Records to use section start
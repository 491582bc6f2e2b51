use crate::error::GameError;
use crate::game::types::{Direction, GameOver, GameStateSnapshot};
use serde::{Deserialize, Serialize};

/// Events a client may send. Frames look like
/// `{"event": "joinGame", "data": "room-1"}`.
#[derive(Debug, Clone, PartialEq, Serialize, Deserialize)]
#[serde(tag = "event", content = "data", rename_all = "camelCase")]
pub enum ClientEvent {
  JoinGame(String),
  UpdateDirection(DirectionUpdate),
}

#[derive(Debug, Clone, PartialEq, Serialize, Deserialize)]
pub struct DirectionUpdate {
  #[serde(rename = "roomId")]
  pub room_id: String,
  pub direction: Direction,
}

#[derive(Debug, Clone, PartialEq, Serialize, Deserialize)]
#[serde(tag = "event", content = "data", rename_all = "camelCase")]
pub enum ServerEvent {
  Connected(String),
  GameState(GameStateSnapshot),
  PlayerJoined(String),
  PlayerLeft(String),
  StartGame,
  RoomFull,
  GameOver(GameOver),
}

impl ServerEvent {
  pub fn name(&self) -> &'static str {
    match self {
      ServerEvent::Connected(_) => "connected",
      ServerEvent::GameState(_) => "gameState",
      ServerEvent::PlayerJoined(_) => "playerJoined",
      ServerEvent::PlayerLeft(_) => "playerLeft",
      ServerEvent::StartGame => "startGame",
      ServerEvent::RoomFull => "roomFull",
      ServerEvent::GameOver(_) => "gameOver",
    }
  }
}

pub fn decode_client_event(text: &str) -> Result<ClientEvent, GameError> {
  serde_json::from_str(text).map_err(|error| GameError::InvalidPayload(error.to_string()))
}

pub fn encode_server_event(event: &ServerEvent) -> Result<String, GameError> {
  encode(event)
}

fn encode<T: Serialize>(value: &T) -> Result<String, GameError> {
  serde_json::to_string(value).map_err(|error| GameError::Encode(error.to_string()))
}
Records to use section end
Records to use section start
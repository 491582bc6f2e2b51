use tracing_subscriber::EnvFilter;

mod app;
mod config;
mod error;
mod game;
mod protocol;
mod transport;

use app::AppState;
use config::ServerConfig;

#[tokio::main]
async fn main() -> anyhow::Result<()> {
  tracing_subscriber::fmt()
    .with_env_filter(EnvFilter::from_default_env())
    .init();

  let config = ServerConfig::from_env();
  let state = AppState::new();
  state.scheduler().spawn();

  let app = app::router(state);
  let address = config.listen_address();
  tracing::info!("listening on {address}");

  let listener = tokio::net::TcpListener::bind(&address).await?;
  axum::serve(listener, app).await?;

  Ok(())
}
Records to use section end
Task
Look through the listing above and copy each line with the word "address" in it.

Task result
  let address = config.listen_address();
  tracing::info!("listening on {address}");
  let listener = tokio::net::TcpListener::bind(&address).await?;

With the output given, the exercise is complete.